Был ли то знак свыше? А как еще его было тогда понять, когда недоступная нашему разуму вера лепила эти гнезда, создавая духовную крепость нации? Катастрофа и есть катастрофа. Что погибло – погибло, а остальные ушли. Надо думать, то было и так неболтливое время: в молчаливом краю, монахи, пещеры, – отделенность от мира, трижды желающая отделиться: в самостоятельности, в недосягаемости и в молитве. Мечом, не иначе как карающим, гладко, как бритвой, был обрублен этот мир. Молчание, куда более глубокое, чем без человека, молчание после катастрофы, воцарилось здесь. Его-то мы и видим, а не пейзаж. Оно и в нас молчит. Не описать его. Молчание не расскажешь, как музыку не нарисуешь, а рисунок не напишешь, сколько бы ни упражнялись искусствоведы, поощрял подобные переходы и взаимообогащения… И я не стану.

Только молчание родит поэта. И хотя биография Шота столь неведома, что дает возможности самых необоснованных заключений… как убедительно именно это место и эта трагедия для рождения в одном из родившихся здесь людей поэта Руставели. Про границу трудно понять, что она от чего ограждает: внутренний мир от внешнего или внешний от внутреннего. Вопрос, с какой мы сами стороны… Но – обрыв. Крепость, которую мы отстаиваем, – родина. Крепость, в которую заточены, – тюрьма.

«Видишь, брат мой, что со мною.
Как же боль свою укрою?
Жизнь мне бремя.
Но судьбою принужден я длить свой час.
Жизни нет, а жизнь все длится.
Смерть прийти ко мне боится».
Смолк. И слез поток струится.
Сколь печален тот рассказ!

Вы смотрите вдаль, через реку, на эту мощь скалы, на эти человечьи соты… Как черви, с необсуждаемым трудолюбием и упорством, без механизмов и взрывчатки, почти руками, но с необыкновенной скоростью, нарыли их люди. Как черви – но и как птицы! Недаром так высоко и стремясь все выше. Недаром ассоциация с ласточками – первое, что приходит здесь в голову. И черви, и птицы. Люди. Вы молчите. Смотрите. Не видите и не слышите. Не можете оторваться. Не знаете, что тут сказать. Не только молчание, но и – время. Тут остановилось время. Оно – то же, что и тогда, когда сюда вскарабкались первые схимники. То же, когда отсюда ушли последние. То же время, в какое заговорил из этой каменной невыразимости немоты Руставели.

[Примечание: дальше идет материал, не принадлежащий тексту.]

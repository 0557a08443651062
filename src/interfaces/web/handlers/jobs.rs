use axum::{
    Json,
    extract::{Path, Query, State},
    http::StatusCode,
};
use serde::Deserialize;
use serde_json::json;

use super::super::AppState;
use super::super::error::ApiError;
use super::ApiResult;
use crate::core::runtime::EnqueueRequest;

pub async fn enqueue_job_endpoint(
    State(state): State<AppState>,
    Json(payload): Json<EnqueueRequest>,
) -> Result<(StatusCode, Json<serde_json::Value>), ApiError> {
    let job = state.runtime.enqueue(payload).await?;
    Ok((
        StatusCode::ACCEPTED,
        Json(json!({
            "success": true,
            "job_id": job.job_id,
            "status": job.status,
            "scheduled_at": job.scheduled_at,
        })),
    ))
}

#[derive(Deserialize)]
pub struct ListJobsQuery {
    #[serde(default = "default_limit")]
    limit: usize,
}

fn default_limit() -> usize {
    50
}

pub async fn list_jobs_endpoint(
    State(state): State<AppState>,
    Query(query): Query<ListJobsQuery>,
) -> ApiResult {
    let jobs = state.runtime.recent_jobs(query.limit).await?;
    Ok(Json(json!({ "success": true, "jobs": jobs })))
}

pub async fn job_status_endpoint(
    Path(job_id): Path<String>,
    State(state): State<AppState>,
) -> ApiResult {
    let view = state.runtime.status(&job_id).await?;
    Ok(Json(json!({ "success": true, "job": view })))
}

#[derive(Deserialize)]
pub struct CancelQuery {
    reason: Option<String>,
}

pub async fn cancel_job_endpoint(
    Path(job_id): Path<String>,
    State(state): State<AppState>,
    Query(query): Query<CancelQuery>,
) -> ApiResult {
    let job = state
        .runtime
        .cancel(&job_id, query.reason.as_deref())
        .await?;
    Ok(Json(json!({
        "success": true,
        "job_id": job.job_id,
        "status": job.status,
    })))
}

Мир прискорбный. Рок бессонный.
Что ты крутишься, взметенный?
Чем ты вечно огорченный?
Кто уверует в тебя
Так, как я…

Все в биографии Руставели лишь предполагается, и утверждается в этих предположениях всегда автор гипотезы, а не факт. Все предположительно о Руставели, кроме самого Руставели. Музей Руставели – под открытым небом, в нем нет экспонатов, кроме его строк. Но ничего не нарушает их здесь звучания.

Все ж нас видит Бог, любя.

2. ДОМ ПОЭТА

У меня есть воспоминание, которому я не верю. То есть сомнения нет, но – не верю. Кончилась война, мне было девять лет, мама повезла мои гланды в Ялту. Я в первый раз летел на самолете. Чему тут верить – что я лечу на самолете? что кончилась война? она была всегда, до нее ничего у меня не было… что мне было когда-то девять лет? что сегодня я могу вспоминать события тридцати-сорокалетней давности? Но еще менее вероятно следующее, не явившееся в те мои девять лет никаким фактом ни осмысления, ни переживания.

Калитку нам отворила старушка и пропустила нас в садик. Она подала маме руку, но, как я понял, не была маминой знакомой. Мама объяснила, что мы из Ленинграда и очень бы хотели осмотреть… Строгая старушка, с долей сомнения измерив меня, без слов пропустила нас и прикрыла калитку. В домике было похоже на нашу квартиру – ничего меня не поразило. К старенькому автору «Каштанки» я еще не испытывал ни любви, ни неприязни.